Nightmares usually happen in the second part of the night and wake up the sleeper, who is able to remember the content of the dream.

Cannabinoids May Eliminate Nightmares

There is quite a lot of anecdotal evidence that cannabis use, especially medicinal hemp, reduces the frequency and severity of nightmares, sometimes immediately eliminating them altogether. Published research into the effects of cannabis on nightmares, however, is almost non-existent. There is one interesting study published that relied on a patient-reported subjective assessment of nightmare severity and frequency. The study did not include a placebo control group. The study concluded that nabilone (a weak endocannabinoid receptor agonist), reduced the severity and frequency of treatment-resistant nightmares in patients with PTSD. The author concluded that given something as weak as nabilone appeared to help and that perhaps stronger, full spectrum cannabis products would have even more compelling effects.

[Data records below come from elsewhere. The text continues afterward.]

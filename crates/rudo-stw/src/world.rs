//! Stopping and restarting the world.
//!
//! [`CollectorState::stop_world`] returns a [`WorldStopped`] holding the
//! allocation lock. Every live thread appears in it exactly once with the
//! way it was brought to rest. Dropping the value (or calling
//! [`WorldStopped::resume`]) restarts every thread and releases the lock.

use std::fmt;
use std::sync::atomic::Ordering;
use std::sync::Arc;
use std::thread;
use std::time::{Duration, Instant};

use crossbeam::utils::Backoff;
use sys_thread::NativeThreadId;

use crate::atomic::{full_fence, SuspendState, ThreadFlags};
use crate::collector::CollectorState;
use crate::context::{capture_context, ThreadRoots};
use crate::error::fatal;
use crate::lock::AllocGuard;
use crate::metrics::StwMetrics;
use crate::registry::{ThreadRecord, ThreadRegistry};
use crate::suspend::{Delivery, SuspendBackend};
use crate::tracing::internal::{
    log_critical_retry, log_signal_resent, log_threads_stopped, log_world_restarted,
    trace_stop_world, RoundSpan,
};

/// Sleep added per critical-region retry after the first.
const CRITICAL_RETRY_STEP: Duration = Duration::from_micros(10);

/// Longest sleep between critical-region retries.
const CRITICAL_RETRY_MAX: Duration = Duration::from_micros(240);

/// Sleep used once spinning on a handshake gave up.
const HANDSHAKE_SLEEP: Duration = Duration::from_micros(50);

/// How a thread was brought to rest.
#[derive(Debug, Clone, Copy, PartialEq, Eq)]
pub enum StopOutcome {
    /// The thread captured its context and parked.
    Suspended,
    /// The thread was in a blocking region; its entry snapshot is used.
    Blocked,
    /// The thread was exiting or gone; it has no roots.
    Compensated,
    /// The thread is the one stopping the world.
    Initiator,
}

/// One live thread of a stopped world.
pub struct StoppedThread {
    record: Arc<ThreadRecord>,
    outcome: StopOutcome,
}

impl StoppedThread {
    /// Native id of the thread.
    #[must_use]
    pub fn id(&self) -> NativeThreadId {
        self.record.id()
    }

    /// How the thread was stopped.
    #[must_use]
    pub const fn outcome(&self) -> StopOutcome {
        self.outcome
    }

    /// The thread's record.
    #[must_use]
    pub const fn record(&self) -> &Arc<ThreadRecord> {
        &self.record
    }

    /// Roots to scan, `None` for compensated threads.
    ///
    /// For the initiator the context is captured afresh on every call, so
    /// this must be called on the initiating thread.
    #[must_use]
    pub fn roots(&self) -> Option<ThreadRoots> {
        match self.outcome {
            StopOutcome::Compensated => None,
            StopOutcome::Initiator => Some(initiator_roots(&self.record)),
            StopOutcome::Suspended | StopOutcome::Blocked => Some(self.record.roots()),
        }
    }
}

impl fmt::Debug for StoppedThread {
    fn fmt(&self, f: &mut fmt::Formatter<'_>) -> fmt::Result {
        f.debug_struct("StoppedThread")
            .field("id", &self.id())
            .field("outcome", &self.outcome)
            .finish()
    }
}

/// Index buffers for the handshake.
///
/// Sized before the first request and reused until the last resume is
/// acknowledged: a stopped thread may hold the allocator's lock, so the
/// initiator must not allocate in between.
struct Scratch {
    pending: Vec<usize>,
    stuck: Vec<usize>,
    waking: Vec<usize>,
}

impl Scratch {
    fn with_capacity(threads: usize) -> Self {
        Self {
            pending: Vec::with_capacity(threads),
            stuck: Vec::with_capacity(threads),
            waking: Vec::with_capacity(threads),
        }
    }
}

/// A stopped world. Dropping it restarts every thread.
#[must_use = "the world restarts as soon as this is dropped"]
pub struct WorldStopped<'a> {
    collector: &'a CollectorState,
    registry: Option<AllocGuard<'a, ThreadRegistry>>,
    threads: Vec<StoppedThread>,
    scratch: Scratch,
    round: u64,
    started: Instant,
    critical_retries: usize,
    critical_threads: usize,
    resends: usize,
    markers: usize,
    // Entered before the first request, exited after the last resume.
    _span: RoundSpan,
}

Physiological Underpinnings

There are some important physiological underpinnings that would argue for cannabis being helpful in reducing or eliminating nightmares. For example, we know now that the endocannabinoid system (ECS) is critical in the regulation of memory extinction. Also, scientists have found that injection of cannabinoid agonists into the basolateral amygdala (BLA) which mediates frightening stressors also helps eliminate vivid, uncontrolled memory recall of stressor events and images.

This may be especially true for people with post-traumatic stress disorder who repeatedly relive their trauma in the form of nightmares and disturbing recollections during the day.   This is logical to assume as the main advances related to the potential therapeutic use of cannabinoid compounds in psychiatry have found CBD to have antipsychotic, anxiolytic, and antidepressant properties.